Isaïe
IntroductionIsaïe 58
Édition évolutive · en cours de révision · non validée S5 · reformulation contrôlée pour saisir immédiatement le sens discursif · restitution Paraphrase
Le prophète doit crier sans retenue et dénoncer clairement les fautes du peuple.
Le problème est paradoxal : ils cherchent Dieu chaque jour et veulent connaître ses voies comme s’ils pratiquaient réellement la justice.
Ils demandent pourquoi leur jeûne n’est pas remarqué, alors qu’au même moment ils continuent leurs affaires et pressent leurs travailleurs.

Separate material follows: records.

use std::path::PathBuf;

/// Where the configured executable resolves to.
///
/// Names without a path separator are searched on `PATH`; anything else
/// must point at an existing executable file.
pub fn locate_executable(cli_path: &str) -> which::Result<PathBuf> {
    which::which(cli_path)
}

Un jeûne accompagné de querelles, de violence et d’oppression ne peut pas rendre la prière plus audible.
Courber la tête, porter le sac et la cendre ne suffit donc pas à définir un jeûne agréable à Dieu.
Le jeûne que Dieu choisit produit une libération réelle : défaire les liens injustes, briser les jougs et remettre libres ceux qui sont écrasés.
Il consiste aussi à partager le pain avec celui qui a faim, accueillir le sans-abri, vêtir celui qui manque et ne pas se détourner de sa propre humanité.
Alors la lumière peut jaillir comme l’aurore, la guérison progresser rapidement et la gloire du SEIGNEUR accompagner la marche.
Alors le cri reçoit une réponse : « Me voici », si le joug, l’accusation et la parole mauvaise disparaissent.
Si tu te dépenses réellement pour l’affamé et l’affligé, ta lumière se lèvera jusque dans l’obscurité.
Le SEIGNEUR te conduira, te fortifiera dans les lieux secs et fera de toi comme un jardin bien irrigué.
Les tiens rebâtiront les anciennes ruines, et l’on t’appellera réparateur de brèche et restaurateur de chemins habitables.
Le sabbat doit lui aussi cesser d’être absorbé par les affaires personnelles et devenir un jour honoré et reçu comme délice.
Alors le peuple trouvera sa joie dans le SEIGNEUR et recevra de nouveau l’héritage de Jacob.